It's the sheer lethality that's admirable here
- the photo of a Coke can transfixed by a
high-velocity pencil gives you the idea that,
while you could get fired for this, at least
you'd be able to fight off the security guards
trying to escort you from the premises.
http://www.officeguns.com/gunadv_super_maul.html
>> Child's toilet costume <<
Parents looking to emotionally scar their
offspring for life could perhaps consider
sending them trick or treating in this
sartorial depiction of a commode. The treat is
a stranger shitting on their chest.
http://www.anytimecostumes.com/costumes/02189163.h...
>> Jesus pan <<
Ebay's full of auctions for Jesus' face
'miraculously' appearing on a variety of
foodstuffs.
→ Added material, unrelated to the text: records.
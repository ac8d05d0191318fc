// ABOUTME: Configuration for the per-server socket pool and the server list
//
// Defines the tunables every node pool shares:
// - Pool sizing (min/max sockets per server)
// - Connection, queue, receive and dead-node timeouts
// - Linger and TCP keep-alive options
// - Failure policy selection
//
// `PoolSettings` is the raw, serde-facing form. `SocketPoolConfig` is the
// validated, read-only form the pools use; invalid values never get past
// `PoolSettings::build()`.

use std::collections::HashSet;
use std::fmt;
use std::path::{Path, PathBuf};
use std::str::FromStr;
use std::time::Duration;

use serde::{Deserialize, Serialize};

use crate::error::ConfigError;
use crate::failure_policy::FailurePolicy;

// === Node Endpoint ===

/// Address of one remote cache server (`host:port`)
#[derive(Debug, Clone, PartialEq, Eq, Hash, PartialOrd, Ord, Serialize, Deserialize)]
#[serde(try_from = "String", into = "String")]
pub struct NodeEndpoint(String);

impl NodeEndpoint {
    /// Parse and validate a `host:port` address
    pub fn new(addr: impl Into<String>) -> Result<Self, ConfigError> {
        let addr = addr.into();
        let trimmed = addr.trim();

        let Some((host, port)) = trimmed.rsplit_once(':') else {
            return Err(ConfigError::InvalidEndpoint(addr));
        };
        if host.is_empty() || port.parse::<u16>().is_err() {
            return Err(ConfigError::InvalidEndpoint(addr));
        }

        Ok(Self(trimmed.to_string()))
    }

    /// The address as given in configuration
    pub fn as_str(&self) -> &str {
        &self.0
    }
}

impl fmt::Display for NodeEndpoint {
    fn fmt(&self, f: &mut fmt::Formatter<'_>) -> fmt::Result {
        f.write_str(&self.0)
    }
}

impl FromStr for NodeEndpoint {
    type Err = ConfigError;

    fn from_str(s: &str) -> Result<Self, Self::Err> {
        Self::new(s)
    }
}

impl TryFrom<String> for NodeEndpoint {
    type Error = ConfigError;

    fn try_from(value: String) -> Result<Self, Self::Error> {
        Self::new(value)
    }
}

impl From<NodeEndpoint> for String {
    fn from(endpoint: NodeEndpoint) -> Self {
        endpoint.0
    }
}

// === Pool Settings (raw) ===

/// Socket pool tunables as written in a config file
#[derive(Debug, Clone, PartialEq, Eq, Serialize, Deserialize)]
#[serde(default)]
pub struct PoolSettings {
    /// Sockets kept open per server once the pool is warmed up
    pub min_pool_size: usize,

    /// Hard cap on sockets (idle + in use) per server
    pub max_pool_size: usize,

    /// Time allowed to establish a new connection
    #[serde(with = "duration_millis")]
    pub connection_timeout: Duration,

    /// Maximum wait for a socket from the pool, including any connect
    #[serde(with = "duration_millis")]
    pub queue_timeout: Duration,

    /// Time allowed for a single send or receive on a pooled socket
    #[serde(with = "duration_millis")]
    pub receive_timeout: Duration,

    /// Interval between revival probes of a dead server
    #[serde(with = "duration_millis")]
    pub dead_timeout: Duration,

    /// Upper bound for a graceful close when linger is enabled
    #[serde(with = "duration_millis")]
    pub linger_time: Duration,

    /// Apply `linger_time` when closing sockets
    pub linger_enabled: bool,

    /// Enable TCP keep-alive probes on pooled sockets
    pub tcp_keep_alive_enabled: bool,

    /// Idle time before the first keep-alive probe
    #[serde(with = "duration_millis")]
    pub tcp_keep_alive_time: Duration,

    /// Interval between unacknowledged keep-alive probes
    #[serde(with = "duration_millis")]
    pub tcp_keep_alive_interval: Duration,

    /// How failures decide that a server is dead
    pub failure_policy: FailurePolicy,
}

impl Default for PoolSettings {
    fn default() -> Self {
        Self {
            min_pool_size: 10,
            max_pool_size: 20,

            connection_timeout: Duration::from_secs(10),
            queue_timeout: Duration::from_millis(100),
            receive_timeout: Duration::from_secs(10),
            dead_timeout: Duration::from_secs(10),

            linger_time: Duration::ZERO,
            linger_enabled: false,

            tcp_keep_alive_enabled: false,
            tcp_keep_alive_time: Duration::from_secs(2 * 60 * 60), // 2 hours
            tcp_keep_alive_interval: Duration::from_secs(1),

            failure_policy: FailurePolicy::default(),
        }
    }
}

impl PoolSettings {
    /// Validate and freeze these settings
    pub fn build(self) -> Result<SocketPoolConfig, ConfigError> {
        SocketPoolConfig::try_from(self)
    }

    fn validate(&self) -> Result<(), ConfigError> {
        if self.max_pool_size == 0 {
            return Err(ConfigError::ZeroMaxPoolSize);
        }
        if self.min_pool_size > self.max_pool_size {
            return Err(ConfigError::MinExceedsMax {
                min: self.min_pool_size,
                max: self.max_pool_size,
            });
        }

        // A zero dead timeout would turn revival probing into a busy loop
        if self.dead_timeout.is_zero() {
            return Err(ConfigError::ZeroDuration {
                field: "dead_timeout",
            });
        }

        if self.tcp_keep_alive_enabled {
            if self.tcp_keep_alive_time.is_zero() {
                return Err(ConfigError::ZeroDuration {
                    field: "tcp_keep_alive_time",
                });
            }
            if self.tcp_keep_alive_interval.is_zero() {
                return Err(ConfigError::ZeroDuration {
                    field: "tcp_keep_alive_interval",
                });
            }
        }

        self.failure_policy.validate()
    }
}

// === Socket Pool Config (validated) ===

/// Validated, read-only socket pool configuration shared by every node pool
#[derive(Debug, Clone, PartialEq, Eq, Serialize, Deserialize)]
#[serde(try_from = "PoolSettings", into = "PoolSettings")]
pub struct SocketPoolConfig(PoolSettings);

impl Default for SocketPoolConfig {
    fn default() -> Self {
        Self(PoolSettings::default())
    }
}

impl TryFrom<PoolSettings> for SocketPoolConfig {
    type Error = ConfigError;

    fn try_from(settings: PoolSettings) -> Result<Self, Self::Error> {
        settings.validate()?;
        Ok(Self(settings))
    }
}

impl From<SocketPoolConfig> for PoolSettings {
    fn from(config: SocketPoolConfig) -> Self {
        config.0
    }
}

impl SocketPoolConfig {
    /// Start from the defaults
    pub fn settings() -> PoolSettings {
        PoolSettings::default()
    }

    /// Raw settings, e.g. to derive a modified configuration
    pub const fn as_settings(&self) -> &PoolSettings {
        &self.0
    }

    pub const fn min_pool_size(&self) -> usize {
        self.0.min_pool_size
    }

    pub const fn max_pool_size(&self) -> usize {
        self.0.max_pool_size
    }

    pub const fn connection_timeout(&self) -> Duration {
        self.0.connection_timeout
    }

    pub const fn queue_timeout(&self) -> Duration {
        self.0.queue_timeout
    }

    pub const fn receive_timeout(&self) -> Duration {
        self.0.receive_timeout
    }

    pub const fn dead_timeout(&self) -> Duration {
        self.0.dead_timeout
    }

    pub const fn linger_time(&self) -> Duration {
        self.0.linger_time
    }

    pub const fn linger_enabled(&self) -> bool {
        self.0.linger_enabled
    }

    /// Linger bound to apply on close, `None` when linger is disabled
    pub const fn linger(&self) -> Option<Duration> {
        if self.0.linger_enabled {
            Some(self.0.linger_time)
        } else {
            None
        }
    }

    pub const fn tcp_keep_alive_enabled(&self) -> bool {
        self.0.tcp_keep_alive_enabled
    }

    pub const fn tcp_keep_alive_time(&self) -> Duration {
        self.0.tcp_keep_alive_time
    }

    pub const fn tcp_keep_alive_interval(&self) -> Duration {
        self.0.tcp_keep_alive_interval
    }

    /// Failure policy handed to every node pool (each gets its own state)
    pub const fn failure_policy(&self) -> FailurePolicy {
        self.0.failure_policy
    }
}

// === Client Config ===

/// Top-level configuration: the fixed server list plus pool tunables
#[derive(Debug, Clone, PartialEq, Eq, Serialize, Deserialize)]
pub struct ClientConfig {
    /// Cache servers, in configuration order
    pub servers: Vec<NodeEndpoint>,

    /// Socket pool tunables applied to every server
    #[serde(default)]
    pub socket_pool: SocketPoolConfig,
}

impl ClientConfig {
    /// Build from an explicit server list, rejecting empty or duplicate lists
    pub fn new(servers: Vec<NodeEndpoint>, socket_pool: SocketPoolConfig) -> Result<Self, ConfigError> {
        let config = Self {
            servers,
            socket_pool,
        };
        config.validate()?;
        Ok(config)
    }

    /// Parse a TOML document
    pub fn from_toml_str(contents: &str) -> Result<Self, ConfigError> {
        let config: Self =
            toml::from_str(contents).map_err(|e| ConfigError::Load(e.to_string()))?;
        config.validate()?;
        Ok(config)
    }

    /// Read and parse a TOML file
    pub fn load(path: &Path) -> Result<Self, ConfigError> {
        let contents = std::fs::read_to_string(path)
            .map_err(|e| ConfigError::Load(format!("{}: {e}", path.display())))?;
        Self::from_toml_str(&contents)
    }

    /// Render back to TOML
    pub fn to_toml_string(&self) -> Result<String, ConfigError> {
        toml::to_string_pretty(self).map_err(|e| ConfigError::Load(e.to_string()))
    }

    /// Default config location: `<config dir>/cache-pool/config.toml`
    pub fn default_path() -> PathBuf {
        dirs::config_dir()
            .unwrap_or_else(|| PathBuf::from("."))
            .join("cache-pool")
            .join("config.toml")
    }

    fn validate(&self) -> Result<(), ConfigError> {
        if self.servers.is_empty() {
            return Err(ConfigError::NoServers);
        }

        let mut seen = HashSet::with_capacity(self.servers.len());
        for server in &self.servers {
            if !seen.insert(server) {
                return Err(ConfigError::DuplicateServer(server.to_string()));
            }
        }

        Ok(())
    }
}

/// Serde helper for Duration as milliseconds (u64)
pub(crate) mod duration_millis {
    use serde::{Deserialize, Deserializer, Serialize, Serializer};
    use std::time::Duration;

    pub fn serialize<S>(duration: &Duration, serializer: S) -> Result<S::Ok, S::Error>
    where
        S: Serializer,
    {
        u64::try_from(duration.as_millis())
            .unwrap_or(u64::MAX)
            .serialize(serializer)
    }

    pub fn deserialize<'de, D>(deserializer: D) -> Result<Duration, D::Error>
    where
        D: Deserializer<'de>,
    {
        let millis = u64::deserialize(deserializer)?;
        Ok(Duration::from_millis(millis))
    }
}
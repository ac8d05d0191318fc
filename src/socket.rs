// ABOUTME: Pooled socket wrapper owning one transport connection to a cache node
//
// Tracks the socket lifecycle (connected, in use, idle, closed) and usage
// timestamps. Every send/receive is bounded by the receive timeout, close
// honours the linger settings, and reset discards leftovers from the previous
// unit of work so the next borrower starts from a clean stream.

use std::io;
use std::ops::{Deref, DerefMut};
use std::sync::atomic::{AtomicUsize, Ordering};
use std::sync::Arc;
use std::time::{Duration, Instant};

use futures_util::FutureExt;
use serde::Serialize;
use tokio::io::{AsyncRead, AsyncReadExt, AsyncWrite, AsyncWriteExt};
use tokio::sync::OwnedSemaphorePermit;
use tracing::debug;
use uuid::Uuid;

use crate::config::NodeEndpoint;
use crate::error::{PoolError, PoolResult, TimeoutKind};

/// Reads attempted by `reset()` before giving up on a chatty peer
const MAX_RESET_READS: usize = 64;

// === Socket State ===

/// Lifecycle state of a pooled socket
#[derive(Debug, Clone, Copy, PartialEq, Eq, Serialize)]
pub enum SocketState {
    /// Transport established, not yet handed out
    Connected,
    /// Borrowed by a caller
    InUse,
    /// Sitting in the node pool's idle set
    Idle,
    /// Underlying connection released
    Closed,
}

// === Pooled Socket ===

/// One reusable connection to a cache node
pub struct PooledSocket<S> {
    id: Uuid,
    endpoint: NodeEndpoint,
    stream: Option<S>,
    state: SocketState,
    created_at: Instant,
    last_used: Instant,
    receive_timeout: Duration,
    linger: Option<Duration>,
}

impl<S> std::fmt::Debug for PooledSocket<S> {
    fn fmt(&self, f: &mut std::fmt::Formatter<'_>) -> std::fmt::Result {
        f.debug_struct("PooledSocket")
            .field("id", &self.id)
            .field("endpoint", &self.endpoint)
            .field("state", &self.state)
            .field("idle_for", &self.last_used.elapsed())
            .finish()
    }
}

impl<S> PooledSocket<S>
where
    S: AsyncRead + AsyncWrite + Unpin + Send,
{
    /// Wrap an established connection
    ///
    /// * `receive_timeout` - bound for each send/receive
    /// * `linger` - graceful close bound, `None` to release immediately
    pub fn new(
        stream: S,
        endpoint: NodeEndpoint,
        receive_timeout: Duration,
        linger: Option<Duration>,
    ) -> Self {
        let now = Instant::now();
        Self {
            id: Uuid::new_v4(),
            endpoint,
            stream: Some(stream),
            state: SocketState::Connected,
            created_at: now,
            last_used: now,
            receive_timeout,
            linger,
        }
    }

    pub const fn id(&self) -> Uuid {
        self.id
    }

    pub const fn endpoint(&self) -> &NodeEndpoint {
        &self.endpoint
    }

    pub const fn state(&self) -> SocketState {
        self.state
    }

    pub const fn created_at(&self) -> Instant {
        self.created_at
    }

    pub const fn last_used(&self) -> Instant {
        self.last_used
    }

    /// Time since the socket was last used
    pub fn idle_duration(&self) -> Duration {
        self.last_used.elapsed()
    }

    pub const fn is_closed(&self) -> bool {
        matches!(self.state, SocketState::Closed)
    }

    pub(crate) fn mark_in_use(&mut self) {
        self.state = SocketState::InUse;
        self.touch();
    }

    fn touch(&mut self) {
        self.last_used = Instant::now();
    }

    fn timeout_error(&self, kind: TimeoutKind) -> PoolError {
        PoolError::Timeout {
            endpoint: self.endpoint.clone(),
            kind,
            after: self.receive_timeout,
        }
    }

    fn transport_error(&self, source: io::Error) -> PoolError {
        PoolError::Transport {
            endpoint: self.endpoint.clone(),
            source,
        }
    }

    fn closed_error(&self) -> PoolError {
        self.transport_error(io::Error::new(
            io::ErrorKind::NotConnected,
            "socket is closed",
        ))
    }

    /// Write all of `data` and flush it
    pub async fn send(&mut self, data: &[u8]) -> PoolResult<()> {
        let timeout = self.receive_timeout;
        let Some(stream) = self.stream.as_mut() else {
            return Err(self.closed_error());
        };

        let result = tokio::time::timeout(timeout, async {
            stream.write_all(data).await?;
            stream.flush().await
        })
        .await;

        self.touch();
        match result {
            Ok(Ok(())) => Ok(()),
            Ok(Err(e)) => Err(self.transport_error(e)),
            Err(_) => Err(self.timeout_error(TimeoutKind::Send)),
        }
    }

    /// Read whatever is available into `buf`, waiting up to the receive timeout
    ///
    /// A closed peer is reported as a transport error rather than `Ok(0)`.
    pub async fn receive(&mut self, buf: &mut [u8]) -> PoolResult<usize> {
        let timeout = self.receive_timeout;
        let Some(stream) = self.stream.as_mut() else {
            return Err(self.closed_error());
        };

        let result = tokio::time::timeout(timeout, stream.read(buf)).await;

        self.touch();
        match result {
            Ok(Ok(0)) if !buf.is_empty() => Err(self.transport_error(io::Error::new(
                io::ErrorKind::UnexpectedEof,
                "connection closed by peer",
            ))),
            Ok(Ok(n)) => Ok(n),
            Ok(Err(e)) => Err(self.transport_error(e)),
            Err(_) => Err(self.timeout_error(TimeoutKind::Receive)),
        }
    }

    /// Fill `buf` completely, waiting up to the receive timeout overall
    pub async fn read_exact(&mut self, buf: &mut [u8]) -> PoolResult<()> {
        let timeout = self.receive_timeout;
        let Some(stream) = self.stream.as_mut() else {
            return Err(self.closed_error());
        };

        let result = tokio::time::timeout(timeout, stream.read_exact(buf)).await;

        self.touch();
        match result {
            Ok(Ok(_)) => Ok(()),
            Ok(Err(e)) => Err(self.transport_error(e)),
            Err(_) => Err(self.timeout_error(TimeoutKind::Receive)),
        }
    }

    /// Prepare the socket for the next borrower without closing it.
    ///
    /// Discards any bytes the previous unit of work left unread. Returns
    /// `false` when the connection is no longer usable (peer closed, read
    /// error pending, or a peer that keeps streaming), in which case the
    /// caller must close it instead of pooling it.
    pub fn reset(&mut self) -> bool {
        let Some(stream) = self.stream.as_mut() else {
            return false;
        };

        let mut scratch = [0u8; 1024];
        let mut discarded = 0usize;
        let mut drained = false;

        for _ in 0..MAX_RESET_READS {
            match stream.read(&mut scratch).now_or_never() {
                None => {
                    drained = true;
                    break;
                }
                Some(Ok(0) | Err(_)) => return false,
                Some(Ok(n)) => discarded += n,
            }
        }

        if !drained {
            return false;
        }

        if discarded > 0 {
            debug!(
                socket = %self.id,
                endpoint = %self.endpoint,
                bytes = discarded,
                "Discarded unread data while resetting socket"
            );
        }

        self.state = SocketState::Idle;
        self.touch();
        true
    }

    /// Release the underlying connection. Safe to call more than once.
    ///
    /// With linger enabled and a non-zero linger time the write side is shut
    /// down gracefully, bounded by the linger time, before the connection is
    /// dropped.
    pub async fn close(&mut self) {
        self.state = SocketState::Closed;
        let Some(mut stream) = self.stream.take() else {
            return;
        };

        if let Some(linger) = self.linger.filter(|l| !l.is_zero()) {
            match tokio::time::timeout(linger, stream.shutdown()).await {
                Ok(Ok(())) => {}
                Ok(Err(e)) => {
                    debug!(socket = %self.id, error = %e, "Graceful shutdown failed");
                }
                Err(_) => {
                    debug!(socket = %self.id, linger_ms = %linger.as_millis(), "Linger time elapsed");
                }
            }
        }

        drop(stream);
        debug!(socket = %self.id, endpoint = %self.endpoint, "Socket closed");
    }
}

// === Socket Lease ===

/// Decrements the owning pool's outstanding count when a lease goes away
pub(crate) struct LeaseGuard {
    outstanding: Arc<AtomicUsize>,
}

impl LeaseGuard {
    pub(crate) fn new(outstanding: Arc<AtomicUsize>) -> Self {
        outstanding.fetch_add(1, Ordering::SeqCst);
        Self { outstanding }
    }

    /// Whether this guard was issued by the pool owning `outstanding`
    pub(crate) fn issued_by(&self, outstanding: &Arc<AtomicUsize>) -> bool {
        Arc::ptr_eq(&self.outstanding, outstanding)
    }
}

impl Drop for LeaseGuard {
    fn drop(&mut self) {
        self.outstanding.fetch_sub(1, Ordering::SeqCst);
    }
}

/// A socket borrowed from a node pool.
///
/// Hand it back with `NodePool::release` (or `PoolRegistry::release`),
/// reporting whether the unit of work succeeded. A lease dropped without
/// being released closes its socket and frees the slot without counting
/// against the node's health.
pub struct SocketLease<S> {
    pub(crate) socket: PooledSocket<S>,
    pub(crate) permit: OwnedSemaphorePermit,
    pub(crate) guard: LeaseGuard,
}

impl<S> SocketLease<S> {
    pub(crate) const fn new(
        socket: PooledSocket<S>,
        permit: OwnedSemaphorePermit,
        guard: LeaseGuard,
    ) -> Self {
        Self {
            socket,
            permit,
            guard,
        }
    }
}

impl<S> std::fmt::Debug for SocketLease<S> {
    fn fmt(&self, f: &mut std::fmt::Formatter<'_>) -> std::fmt::Result {
        f.debug_struct("SocketLease")
            .field("socket", &self.socket)
            .finish_non_exhaustive()
    }
}

impl<S> Deref for SocketLease<S> {
    type Target = PooledSocket<S>;

    fn deref(&self) -> &Self::Target {
        &self.socket
    }
}

impl<S> DerefMut for SocketLease<S> {
    fn deref_mut(&mut self) -> &mut Self::Target {
        &mut self.socket
    }
}
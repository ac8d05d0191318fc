// ABOUTME: Library crate for cache-pool: per-server socket pools with dead-node quarantine
// ABOUTME: Exposes configuration, node pools, the registry and transport seams for clients and tests

#![allow(missing_docs)]

pub mod config;
pub mod error;
pub mod failure_policy;
pub mod health;
pub mod locator;
pub mod metrics;
pub mod node;
pub mod registry;
pub mod socket;
pub mod transport;

pub use config::{ClientConfig, NodeEndpoint, PoolSettings, SocketPoolConfig};
pub use error::{ConfigError, PoolError, PoolResult, TimeoutKind};
pub use failure_policy::{FailurePolicy, FailureState};
pub use health::{HealthStatus, NodeHealth, NodeSnapshot, PoolEvent};
pub use locator::{ConsistentHashLocator, NodeLocator, SingleNodeLocator};
pub use metrics::{MetricsSnapshot, NodeMetrics};
pub use node::NodePool;
pub use registry::PoolRegistry;
pub use socket::{PooledSocket, SocketLease, SocketState};
pub use transport::{Connector, TcpConnector};
// ABOUTME: CLI argument parsing and command routing for cache-pool
//
// Provides command-line interface for:
// - Checking that every configured cache server is reachable (check)
// - Showing which server a key maps to (locate)
// - Printing the validated effective configuration (config)

pub mod check;
pub mod config;
pub mod locate;

use anyhow::{Context, Result};
use clap::{Parser, Subcommand, ValueEnum};
use std::path::{Path, PathBuf};

use cache_pool::ClientConfig;

/// Socket pool tooling for memcached-style cache clusters
#[derive(Parser)]
#[command(name = "cache-pool")]
#[command(author, version, about, long_about = None)]
pub struct Cli {
    #[command(subcommand)]
    pub command: Commands,

    /// Config file (defaults to the user config directory)
    #[arg(long, global = true)]
    pub config: Option<PathBuf>,

    /// Output format
    #[arg(long, global = true, default_value = "text")]
    pub format: OutputFormat,
}

/// Output format for commands
#[derive(Clone, Copy, Default, ValueEnum)]
pub enum OutputFormat {
    #[default]
    Text,
    Json,
}

/// Available CLI commands
#[derive(Subcommand)]
pub enum Commands {
    /// Connect to every server and report pool health
    Check(CheckArgs),

    /// Show which server a key maps to
    Locate(LocateArgs),

    /// Print the effective configuration
    Config,
}

/// Arguments for the check command
#[derive(clap::Args)]
pub struct CheckArgs {
    /// Skip pre-opening min_pool_size sockets per server
    #[arg(long)]
    pub no_warm_up: bool,
}

/// Arguments for the locate command
#[derive(clap::Args)]
pub struct LocateArgs {
    /// Cache key
    pub key: String,
}

/// Load the config from `path`, or from the default location
pub fn load_config(path: Option<&Path>) -> Result<ClientConfig> {
    let path = path.map_or_else(ClientConfig::default_path, Path::to_path_buf);
    ClientConfig::load(&path)
        .with_context(|| format!("Failed to load config from {}", path.display()))
}
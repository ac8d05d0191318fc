// ABOUTME: CLI config command: prints the validated effective configuration
//
// Defaults are filled in, so the output shows every tunable the pools will use.

use anyhow::{Context, Result};

use cache_pool::ClientConfig;

use super::OutputFormat;

/// Execute the config command
pub fn execute(config: &ClientConfig, format: OutputFormat) -> Result<()> {
    let rendered = match format {
        OutputFormat::Json => {
            serde_json::to_string_pretty(config).context("Failed to serialize config")?
        }
        OutputFormat::Text => config.to_toml_string().context("Failed to render config")?,
    };
    println!("{rendered}");
    Ok(())
}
Just get one of these pans with
the messiah's face on the bottom and you've
got a production line to instant riches. If
the people who made this were serious about
cashing in, they would make on with The Hoff's
face on. That's David Hasselhoff, btw, not
Dustin Hoffman - not so popular.
http://jesuspan.com/
>> Stupid frat boy business ideas <<
They're the business plans made by naive
college grads and this guy pours scorn on
their utter foolishness. Quite a long read,
but we enjoyed it partly because it made our
apathy seem somehow wise. The comments with
comebacks from entrepreneurs are also worth a
glance.
http://snipurl.com/lickmywelshpenismumm
>> Zombie Wedding <<
How to spoil your wedding for your parents and
in-laws; get everybody to dress as the living
dead. The twin coffins for the bride and groom
are a nice touch. The group photo is
impressive - worth noting who didn't come as a
corpse.
http://snipurl.com/mummyyourpenissmells
>> Transparent butterflies <<
The Glasswing is a Central American butterfly
with see-through membranes in its wings. It's
oddly beautiful but rarely seen in the wild.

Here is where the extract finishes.